O Google lançou atualizações emergenciais para corrigir duas vulnerabilidades críticas no Chrome que estão sendo exploradas em ataques zero-day.
Em comunicado divulgado na quinta-feira, a empresa informou: “Temos conhecimento de exploits em circulação para as falhas CVE-2026-3909 e CVE-2026-3910”.
A primeira vulnerabilidade (CVE-2026-3909) é causada por um erro de escrita fora dos limites (out-of-bounds write) no Skia, uma biblioteca open source de gráficos 2D responsável por renderizar elementos da interface e conteúdos web.
Essa falha pode permitir que invasores provoquem crashes no navegador ou até executem código malicioso.
A segunda vulnerabilidade (CVE-2026-3910) está relacionada a uma implementação inadequada no motor V8, responsável pelo processamento de JavaScript e WebAssembly no Chrome.
O Google identificou os problemas e liberou os patches em até dois dias após o reporte, disponibilizando as atualizações para as versões estáveis do Chrome para Windows (146.0.7680.75), macOS (146.0.7680.76) e Linux (146.0.7680.75).
Embora o Google informe que a atualização pode levar dias ou semanas para alcançar todos os usuários, a versão corrigida já estava disponível para instalação imediata quando verificada pelo site BleepingComputer.
Quem preferir não atualizar manualmente pode ativar a verificação automática do navegador, que instala as correções na próxima inicialização.
Apesar de confirmar a exploração ativa dessas vulnerabilidades, a empresa não divulgou mais detalhes sobre os incidentes para evitar riscos maiores.
Segundo o comunicado, “os detalhes e links relacionados às falhas podem ser mantidos restritos até que a maioria dos usuários tenha aplicado a correção.
Essa restrição também vale para bugs em bibliotecas de terceiros, que podem afetar outros projetos ainda não atualizados”.

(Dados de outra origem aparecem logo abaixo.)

//! The per-turn fan-out/fan-in
//!
//! ```text
//!   gate ──► registry snapshot ──► bands (cached per generation)
//!              │
//!              ├─► band 0 ─► worker 0 ─┐
//!              ├─► band 1 ─► worker 1 ─┼─► join all ─► recover faults ─► merge ─► commit
//!              └─► band N ─► worker N ─┘
//! ```
//!
//! A turn is committed only once every band has a result of the right shape.
//! Quit and pause take effect at the gate, never inside a turn.

use std::sync::Arc;

use futures::future::join_all;
use thiserror::Error;
use tokio::time::timeout;
use tracing::{debug, info, warn};
use uuid::Uuid;

use super::config::CoordinatorConfig;
use super::handle::CoordinatorHandle;
use super::messages::{CoordError, FaultRecord, Gate, RunSnapshot};
use crate::compute::{BandCompute, ComputeError, LocalLane};
use crate::domain::{Band, BandOutput, GridError, Params, PartitionError, World, partition};
use crate::events::EventEmitter;
use crate::registry::{WorkerHandle, WorkerRegistry};

/// Why a run could not complete
#[derive(Debug, Error)]
pub enum RunError {
    /// No compute capacity at a turn boundary
    #[error("Configuration fault: {0}")]
    Configuration(#[from] PartitionError),

    /// A band could not be computed anywhere
    #[error("Transport fault on band [{}, {}): {source}", .band.start, .band.end)]
    Transport { band: Band, source: ComputeError },

    #[error(transparent)]
    Coordinator(#[from] CoordError),

    #[error(transparent)]
    Grid(#[from] GridError),
}

/// How a run ended
#[derive(Debug, Clone, PartialEq, Eq)]
pub struct RunOutcome {
    pub world: Arc<World>,
    pub turn: u64,
    /// True when Quit or Kill ended the run before all turns were computed
    pub stopped: bool,
}

/// Band layout cached against the registry generation it was computed for
struct Layout {
    generation: u64,
    height: usize,
    bands: Vec<Band>,
}

/// Drives turns through the coordinator using the workers in a registry
pub struct TurnLoop {
    coordinator: CoordinatorHandle,
    registry: WorkerRegistry,
    fallback: LocalLane,
    config: CoordinatorConfig,
}

impl TurnLoop {
    pub fn new(coordinator: CoordinatorHandle, registry: WorkerRegistry, config: CoordinatorConfig) -> Self {
        debug!(?config, "TurnLoop::new: called");
        Self {
            coordinator,
            registry,
            fallback: LocalLane::named("local-fallback", EventEmitter::disabled()),
            config,
        }
    }

    /// Report cell flips of locally recomputed bands on `emitter`
    pub fn with_fallback_emitter(mut self, emitter: EventEmitter) -> Self {
        self.fallback = LocalLane::named("local-fallback", emitter);
        self
    }

    pub fn coordinator(&self) -> &CoordinatorHandle {
        &self.coordinator
    }

    pub fn registry(&self) -> &WorkerRegistry {
        &self.registry
    }

    /// Run `params.turns` turns starting from `world`
    ///
    /// The coordinator is always finished, also when the run fails, so the
    /// last committed world stays readable.
    pub async fn run(&self, world: World, params: &Params) -> Result<RunOutcome, RunError> {
        info!(turns = params.turns, width = world.width(), height = world.height(), "TurnLoop::run: called");
        params.check_world(&world)?;
        self.coordinator.begin(Arc::new(world)).await?;

        let driven = self.drive(params.turns).await;
        let RunSnapshot { world, turn } = self.coordinator.finish().await?;
        let stopped = driven?;
        info!(turn, stopped, "run ended");
        Ok(RunOutcome { world, turn, stopped })
    }

    /// Returns whether the run was stopped early
    async fn drive(&self, turns: u64) -> Result<bool, RunError> {
        let mut layout: Option<Layout> = None;
        loop {
            let RunSnapshot { world, turn } = match self.coordinator.gate().await? {
                Gate::Proceed(snapshot) => snapshot,
                Gate::Stop(snapshot) => {
                    info!(turn = snapshot.turn, "run stopped at turn boundary");
                    return Ok(true);
                }
            };
            if turn >= turns {
                return Ok(false);
            }
            let next = self.step(&world, turn + 1, &mut layout).await?;
            self.coordinator.commit(Arc::new(next), turn + 1).await?;
        }
    }

    /// Compute turn `turn` from `world` across the registered workers
    async fn step(&self, world: &Arc<World>, turn: u64, layout: &mut Option<Layout>) -> Result<World, RunError> {
        debug!(turn, "TurnLoop::step: called");
        let snapshot = self.registry.snapshot().await;
        let bands = match layout {
            Some(cached) if cached.generation == snapshot.generation && cached.height == world.height() => {
                cached.bands.clone()
            }
            _ => {
                let bands = partition(world.height(), snapshot.workers.len())?;
                info!(generation = snapshot.generation, workers = bands.len(), "bands recomputed");
                *layout = Some(Layout {
                    generation: snapshot.generation,
                    height: world.height(),
                    bands: bands.clone(),
                });
                bands
            }
        };

        let band_timeout = self.config.band_timeout();
        let tasks = bands.iter().zip(&snapshot.workers).map(|(band, worker)| {
            let band = *band;
            let client = worker.client.clone();
            let slice = (!band.is_empty()).then(|| world.halo_slice(band));
            tokio::spawn(async move {
                match slice {
                    None => Ok(BandOutput { band, cells: Vec::new() }),
                    Some(slice) => call_with_timeout(client.as_ref(), slice, turn, band_timeout).await,
                }
            })
        });
        let results = join_all(tasks).await;

        let mut failed: Vec<Uuid> = Vec::new();
        let mut outputs = Vec::with_capacity(bands.len());
        for ((band, worker), joined) in bands.iter().zip(&snapshot.workers).zip(results) {
            let result = joined
                .map_err(|e| ComputeError::Task(e.to_string()))
                .and_then(|r| r)
                .and_then(|output| check_shape(output, *band, world.width(), &worker.address));
            match result {
                Ok(output) => outputs.push(output.cells),
                Err(e) => {
                    warn!(turn, start = band.start, end = band.end, worker = %worker.address, error = %e, "band failed");
                    self.drop_worker(worker, &mut failed).await;
                    let output = self.recover(world, *band, turn, e, &mut failed).await?;
                    outputs.push(output.cells);
                }
            }
        }

        Ok(World::from_bands(world.width(), world.height(), outputs)?)
    }

    async fn drop_worker(&self, worker: &WorkerHandle, failed: &mut Vec<Uuid>) {
        failed.push(worker.id);
        if self.registry.remove(worker.id).await.is_some() {
            self.coordinator.record(FaultRecord::WorkerRemoved).await;
        }
    }

    /// Recompute a failed band on another live worker, then locally
    async fn recover(
        &self,
        world: &World,
        band: Band,
        turn: u64,
        mut last_error: ComputeError,
        failed: &mut Vec<Uuid>,
    ) -> Result<BandOutput, RunError> {
        debug!(turn, start = band.start, end = band.end, "TurnLoop::recover: called");
        let band_timeout = self.config.band_timeout();
        let candidates: Vec<WorkerHandle> = self
            .registry
            .snapshot()
            .await
            .workers
            .into_iter()
            .filter(|w| !failed.contains(&w.id))
            .take(self.config.max_redispatch)
            .collect();

        for worker in candidates {
            let result = call_with_timeout(worker.client.as_ref(), world.halo_slice(band), turn, band_timeout)
                .await
                .and_then(|output| check_shape(output, band, world.width(), &worker.address));
            match result {
                Ok(output) => {
                    info!(turn, start = band.start, worker = %worker.address, "band redispatched");
                    self.coordinator.record(FaultRecord::BandRedispatched).await;
                    return Ok(output);
                }
                Err(e) => {
                    warn!(turn, worker = %worker.address, error = %e, "redispatch failed");
                    self.drop_worker(&worker, failed).await;
                    last_error = e;
                }
            }
        }

        if !self.config.local_fallback {
            return Err(RunError::Transport {
                band,
                source: last_error,
            });
        }
        let output = self
            .fallback
            .compute_band(world.halo_slice(band), turn)
            .await
            .map_err(|source| RunError::Transport { band, source })?;
        info!(turn, start = band.start, end = band.end, "band computed locally");
        self.coordinator.record(FaultRecord::BandComputedLocally).await;
        Ok(output)
    }
}

async fn call_with_timeout(
    client: &dyn BandCompute,
    slice: crate::domain::BandSlice,
    turn: u64,
    band_timeout: std::time::Duration,
) -> Result<BandOutput, ComputeError> {
    match timeout(band_timeout, client.compute_band(slice, turn)).await {
        Ok(result) => result,
        Err(_) => Err(ComputeError::Timeout {
            endpoint: client.endpoint(),
            timeout: band_timeout,
        }),
    }
}

fn check_shape(output: BandOutput, band: Band, width: usize, endpoint: &str) -> Result<BandOutput, ComputeError> {
    if output.fits(band, width) {
        Ok(output)
    } else {
        Err(ComputeError::Malformed {
            endpoint: endpoint.to_string(),
            message: format!(
                "expected band [{}, {}) with {} cells, got [{}, {}) with {}",
                band.start,
                band.end,
                band.len() * width,
                output.band.start,
                output.band.end,
                output.cells.len()
            ),
        })
    }
}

Essas são a segunda e a terceira vulnerabilidades zero-day do Chrome corrigidas em 2026.
A primeira, identificada como
CVE-2026-2441
, foi uma falha de invalidação de iteradores no CSSFontFeatureValuesMap — componente que trata valores de fontes em CSS — corrigida em meados de fevereiro.
No ano passado, o Google corrigiu oito zero-days explorados na prática, muitos reportados pelo Threat Analysis Group (TAG), equipe especializada em identificar vulnerabilidades usadas em ataques com spyware.
Além disso, na quinta-feira, a empresa anunciou o pagamento de mais de US$ 17 milhões a 747 pesquisadores de segurança que reportaram falhas via seu programa de recompensa por vulnerabilidades (Vulnerability Reward Program – VRP) em 2025.